Have you heard the quote that if your accountant is costing you money, rather than saving and making you money - you should change them?
Well, I'm NOT an accountant or a financial advisor, nor am I a lawyer, but I definitely am a nerd - and that has made and saved my clients money!
The Ripple Effect
While the focus of my expertise is sex and relationships, clients sometimes bring topics and situations to sessions that may not be so related to these topics, but they want to air their concerns or feelings and thoughts — be it business partnerships, contract negotiations, investments, mortgage structures — enter the room. And because I happen to be someone who reads widely, learns constantly, and finds joy in understanding the practicalities of how life works (yes, including intellectual property law and financial independence strategies), I offer to share what I know when it’s relevant and if I am asked. And the truth is, in many cases, this has directly saved or made my clients thousands — sometimes tens of thousands — of pounds. Below are a few examples that illustrate what I mean. These are not marketing stories, please don't take this as an invitation to seek me out for advice on topics outside sex and relationships. But these are real humans, with real lives, who happened to benefit from our sessions in ways beyond the expected.
Underpaid and Undervalued: Reclaiming Financial Worth
One of my female clients had been working under the label of “freelancer” for years, but the reality was that she was operating as a full-time service provider for a single company that never treated her as an actual business owner.
She charged far less than market value and had internalised years of messaging — both societal and personal — that told her she wasn’t worth more and she couldn't do any better. As our work unfolded, she began to reconnect with her own sense of value, and eventually I gave her a piece of homework: go back and calculate what you should have been paid over the past 7 or 8 years, had you charged even the industry minimum. She came back shocked.
The number she arrived at was staggering — more than £20,000 per year in underpayment. That realisation sparked a powerful chain reaction. She started adjusting her rates, seeking her own clients, and slowly restructuring her work life to match the person she had become. It wasn’t magic. It was the fruit of inner work — and the courage to act on it.
Avoiding a Costly Divorce: One Crucial Conversation
In another case, a male client who was in the midst of a divorce opened up about fears around the financial split. He also had difficult feelings about it, as he has been saving and investing strategically while also paying for his wife's further education and supporting her expensive hobbies while she's been incurring debt and never saving. Both of them were highly educated, well paid and also child-free; living in the dream house he's paid a much bigger portion for the mortgage off.
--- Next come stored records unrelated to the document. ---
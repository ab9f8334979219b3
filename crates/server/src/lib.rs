//! Call QC Server
//!
//! HTTP endpoints and the command-line front end for call evaluation.

pub mod http;
pub mod state;
pub mod telemetry;

pub use http::create_router;
pub use state::AppState;
pub use telemetry::init_tracing;

use axum::{http::StatusCode, response::IntoResponse, Json};
use serde_json::Value;
use thiserror::Error;

/// Server errors
#[derive(Error, Debug)]
pub enum ServerError {
    #[error("Invalid request: {0}")]
    InvalidRequest(String),

    #[error("Configuration error: {0}")]
    Config(#[from] call_qc_config::ConfigError),

    #[error("IO error: {0}")]
    Io(#[from] std::io::Error),

    #[error("Invalid JSON: {0}")]
    Json(#[from] serde_json::Error),
}

impl From<&ServerError> for StatusCode {
    fn from(err: &ServerError) -> Self {
        match err {
            ServerError::InvalidRequest(_) | ServerError::Json(_) => StatusCode::BAD_REQUEST,
            ServerError::Config(_) | ServerError::Io(_) => StatusCode::INTERNAL_SERVER_ERROR,
        }
    }
}

impl IntoResponse for ServerError {
    fn into_response(self) -> axum::response::Response {
        let status = StatusCode::from(&self);
        (status, Json(serde_json::json!({ "error": self.to_string() }))).into_response()
    }
}

/// Split an evaluation-dataset item into its call document and `dataset_id`
///
/// Items shaped `{dataset_id, input: {...}}` yield the inner object; anything
/// else is returned as the call document itself.
pub fn unwrap_dataset_item(payload: &Value) -> (&Value, Option<&Value>) {
    let dataset_id = payload.get("dataset_id").filter(|id| !id.is_null());
    match payload.get("input") {
        Some(inner @ Value::Object(_)) => (inner, dataset_id),
        _ => (payload, dataset_id),
    }
}

/// Attach `dataset_id` next to an output document when one was given
pub fn wrap_output(document: Value, dataset_id: Option<&Value>) -> Value {
    match dataset_id {
        Some(id) => serde_json::json!({ "dataset_id": id, "output": document }),
        None => document,
    }
}

#[cfg(test)]
mod tests {
    use super::*;
    use serde_json::json;

    #[test]
    fn test_unwrap_dataset_item() {
        let item = json!({"dataset_id": "d-7", "input": {"call_id": "C1", "segments": []}});
        let (inner, id) = unwrap_dataset_item(&item);
        assert_eq!(inner["call_id"], "C1");
        assert_eq!(id, Some(&json!("d-7")));

        let plain = json!({"call_id": "C2", "segments": []});
        let (inner, id) = unwrap_dataset_item(&plain);
        assert_eq!(inner, &plain);
        assert!(id.is_none());

        let bad_input = json!({"dataset_id": 3, "input": "nope"});
        let (inner, id) = unwrap_dataset_item(&bad_input);
        assert_eq!(inner, &bad_input);
        assert_eq!(id, Some(&json!(3)));
    }

    #[test]
    fn test_error_status() {
        let err = ServerError::InvalidRequest("unknown mode".into());
        assert_eq!(StatusCode::from(&err), StatusCode::BAD_REQUEST);
        assert_eq!(err.to_string(), "Invalid request: unknown mode");
    }
}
He was well-advised — or so we thought. Accountants, lawyers, spreadsheets — everything seemed covered. Until we had a conversation in which I asked, quite simply, whether he had taken into account the division of liabilities, not just assets. He paused. It hadn’t occurred to him. Nor, apparently, to any of his professional advisors. And yet, this detail mattered enormously!
Let me explain.
When a couple separates and begins dividing their wealth, it's important to understand that what’s being split isn't just assets (things of value you own — like houses, savings, investments, or businesses) but also liabilities (debts and financial obligations — like loans, credit card balances, or mortgages). Many people only focus on the assets, assuming the goal is to divide what they’ve built together. But if one partner has accumulated significant debt in their name, that’s part of the equation too. Failing to consider liabilities can lead to an unfair settlement where one person walks away with more value and less debt, while the other is left carrying a financial burden they didn’t plan for. Understanding this — and bringing it into the conversation early — can save you from costly mistakes and deeply unfair outcomes.
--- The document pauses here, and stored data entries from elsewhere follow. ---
//! Call QC Server Entry Point

use std::net::SocketAddr;

use clap::Parser;

use call_qc_config::load_settings;
use call_qc_server::{create_router, init_tracing, AppState};

/// HTTP service for call quality scoring
#[derive(Parser)]
#[command(author, version, about, long_about = None)]
struct Args {
    /// Extra TOML settings file layered over config/default.toml
    #[arg(long)]
    config: Option<String>,
}

#[tokio::main]
async fn main() -> Result<(), Box<dyn std::error::Error>> {
    let args = Args::parse();

    // Load configuration first (need observability settings for tracing init)
    let config = load_settings(args.config.as_deref())?;

    init_tracing(&config.observability, None);

    tracing::info!("Starting Call QC Server v{}", env!("CARGO_PKG_VERSION"));
    tracing::info!(
        mode = %config.scoring.mode,
        policy = %config.scoring.derived_policy,
        "Loaded configuration"
    );

    let addr: SocketAddr = config.server.bind_address().parse()?;
    let state = AppState::new(config);
    let app = create_router(state);

    tracing::info!("Listening on {}", addr);
    let listener = tokio::net::TcpListener::bind(addr).await?;

    axum::serve(listener, app)
        .with_graceful_shutdown(shutdown_signal())
        .await?;

    tracing::info!("Server shutdown complete");
    Ok(())
}

/// Wait for shutdown signal (Ctrl+C or SIGTERM)
async fn shutdown_signal() {
    let ctrl_c = async {
        tokio::signal::ctrl_c()
            .await
            .expect("Failed to install Ctrl+C handler");
    };

    #[cfg(unix)]
    let terminate = async {
        tokio::signal::unix::signal(tokio::signal::unix::SignalKind::terminate())
            .expect("Failed to install SIGTERM handler")
            .recv()
            .await;
    };

    #[cfg(not(unix))]
    let terminate = std::future::pending::<()>();

    tokio::select! {
        _ = ctrl_c => {
            tracing::info!("Received Ctrl+C, initiating graceful shutdown...");
        }
        _ = terminate => {
            tracing::info!("Received SIGTERM, initiating graceful shutdown...");
        }
    }
}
Now, I am not a lawyer, but I am a law nerd. And sadly, I've also had the misfortune of paying one particular lawyer huge hourly rates to only find that his self-esteem about ''having been a lawyer and in the industry for over 20years'' (direct quote) means fuck all, when he's not up to date with legislation I've already read up on. And damn, he had the audacity to be rude and demeaning to me for challenging their advice.
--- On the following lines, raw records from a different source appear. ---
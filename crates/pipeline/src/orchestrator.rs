//! Hybrid override orchestration
//!
//! Decides per mode which criteria go to the oracle, calls it concurrently,
//! and keeps an oracle result only when it passes validation.

use std::collections::BTreeMap;
use std::sync::Arc;
use std::time::Duration;

use call_qc_core::{
    CallTranscript, Criterion, CriterionResult, Oracle, OracleError, Probability, ScoringMode,
};
use call_qc_llm::{OracleReply, PromptBundle};
use call_qc_text_processing::EvidenceRedactor;
use futures::future::join_all;

use crate::validator::{AntiHallucinationValidator, Candidate};

/// Default per-call oracle timeout
pub const DEFAULT_ORACLE_TIMEOUT: Duration = Duration::from_secs(30);

/// Result of the override stage
#[derive(Debug, Clone, PartialEq)]
pub struct OverrideOutcome {
    pub results: BTreeMap<Criterion, CriterionResult>,
    pub oracle_calls: usize,
    pub overrides: usize,
}

/// Routes low-confidence criteria to an oracle
#[derive(Clone)]
pub struct HybridOverrideOrchestrator {
    oracle: Option<Arc<dyn Oracle>>,
    prompts: PromptBundle,
    timeout: Duration,
    redactor: EvidenceRedactor,
}

impl HybridOverrideOrchestrator {
    pub fn new(oracle: Option<Arc<dyn Oracle>>) -> Self {
        Self {
            oracle,
            prompts: PromptBundle::default(),
            timeout: DEFAULT_ORACLE_TIMEOUT,
            redactor: EvidenceRedactor::new(),
        }
    }

    /// Orchestrator that never calls out
    pub fn disabled() -> Self {
        Self::new(None)
    }

    pub fn with_prompts(mut self, prompts: PromptBundle) -> Self {
        self.prompts = prompts;
        self
    }

    pub fn with_timeout(mut self, timeout: Duration) -> Self {
        self.timeout = timeout;
        self
    }

    pub fn has_oracle(&self) -> bool {
        self.oracle.is_some()
    }

    /// Criteria the mode sends to the oracle
    pub fn eligible(mode: ScoringMode, base: &BTreeMap<Criterion, CriterionResult>) -> Vec<Criterion> {
        match mode {
            ScoringMode::Rule => Vec::new(),
            ScoringMode::Hybrid => base
                .iter()
                .filter(|(_, r)| r.probability == Probability::Low || !r.has_evidence())
                .map(|(c, _)| *c)
                .collect(),
            ScoringMode::Llm => base.keys().copied().collect(),
        }
    }

    /// `speaker: masked_text` per segment, newline separated
    pub fn render_transcript(&self, call: &CallTranscript) -> String {
        call.segments()
            .iter()
            .map(|s| format!("{}: {}", s.speaker, self.redactor.mask(&s.text)))
            .collect::<Vec<_>>()
            .join("\n")
    }

    /// Apply oracle overrides to the rule results
    pub async fn apply(
        &self,
        call: &CallTranscript,
        mode: ScoringMode,
        base: BTreeMap<Criterion, CriterionResult>,
    ) -> OverrideOutcome {
        let Some(oracle) = self.oracle.as_ref() else {
            return OverrideOutcome {
                results: base,
                oracle_calls: 0,
                overrides: 0,
            };
        };

        let eligible = Self::eligible(mode, &base);
        if eligible.is_empty() {
            return OverrideOutcome {
                results: base,
                oracle_calls: 0,
                overrides: 0,
            };
        }

        let transcript = self.render_transcript(call);
        let validator = AntiHallucinationValidator::new(&transcript);

        let consults = eligible
            .iter()
            .map(|criterion| self.consult(oracle.as_ref(), *criterion, &transcript));
        let candidates = join_all(consults).await;

        let mut results = base;
        let mut overrides = 0;
        for (criterion, candidate) in eligible.iter().zip(candidates) {
            match validator.check(&candidate) {
                Ok(()) => {
                    tracing::debug!(
                        call_id = call.call_id(),
                        criterion = criterion.code(),
                        score = candidate.result.score,
                        "Oracle override accepted"
                    );
                    results.insert(*criterion, candidate.result);
                    overrides += 1;
                }
                Err(rejection) => {
                    tracing::warn!(
                        call_id = call.call_id(),
                        criterion = criterion.code(),
                        "Oracle override rejected: {}",
                        rejection
                    );
                }
            }
        }

        OverrideOutcome {
            results,
            oracle_calls: eligible.len(),
            overrides,
        }
    }

    /// One oracle round trip for one criterion
    async fn consult(&self, oracle: &dyn Oracle, criterion: Criterion, transcript: &str) -> Candidate {
        let user = self.prompts.render_user(criterion.code(), transcript);

        let raw = match tokio::time::timeout(self.timeout, oracle.complete(&self.prompts.system, &user)).await {
            Ok(Ok(raw)) => raw,
            Ok(Err(e)) => return self.transport_failure(oracle, criterion, e),
            Err(_) => {
                let e = OracleError::Timeout(self.timeout.as_millis() as u64);
                return self.transport_failure(oracle, criterion, e);
            }
        };

        let reply = match OracleReply::parse(&raw) {
            Ok(reply) => reply,
            Err(e) => {
                tracing::warn!(oracle = oracle.name(), criterion = criterion.code(), "Unusable oracle reply: {}", e);
                return Candidate::fallback("oracle reply could not be parsed");
            }
        };

        let evidence = Some(self.redactor.mask(&reply.evidence));
        let result = CriterionResult::new(reply.score, self.redactor.mask(&reply.reasoning), reply.probability)
            .with_evidence(evidence);
        Candidate::accepted(result)
    }

    fn transport_failure(&self, oracle: &dyn Oracle, criterion: Criterion, error: OracleError) -> Candidate {
        tracing::warn!(oracle = oracle.name(), criterion = criterion.code(), "Oracle call failed: {}", error);
        Candidate::fallback("oracle transport failure")
    }
}

impl Default for HybridOverrideOrchestrator {
    fn default() -> Self {
        Self::disabled()
    }
}

impl std::fmt::Debug for HybridOverrideOrchestrator {
    fn fmt(&self, f: &mut std::fmt::Formatter<'_>) -> std::fmt::Result {
        f.debug_struct("HybridOverrideOrchestrator")
            .field("oracle", &self.oracle.as_ref().map(|o| o.name().to_string()))
            .field("timeout", &self.timeout)
            .finish()
    }
}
You read up on the legislation and challenged him?
Yes... because I needed to understand it and I do read legal texts for fun, as I find it fascinating.
So, anyhow, back to my client - all his fancy lawyers and accountants have NOT been doing their job right - and somehow by sheer luck I saved this client tens of thousands of pounds, if not hundreds of thousands (I can't be sure, but at Speculation Station I can theorise it feasable because investments and company shares made it in his portfolio).
Compound Interest and Confidence: The Beginners Who Became Investors
Three of my clients — all from different walks of life — began investing after speaking to me about investments in our sessions. Not because I gave them financial advice, but because I explained things in simple terms and pointed them to simple, solid resources and encouraged them to learn how their money could work for them.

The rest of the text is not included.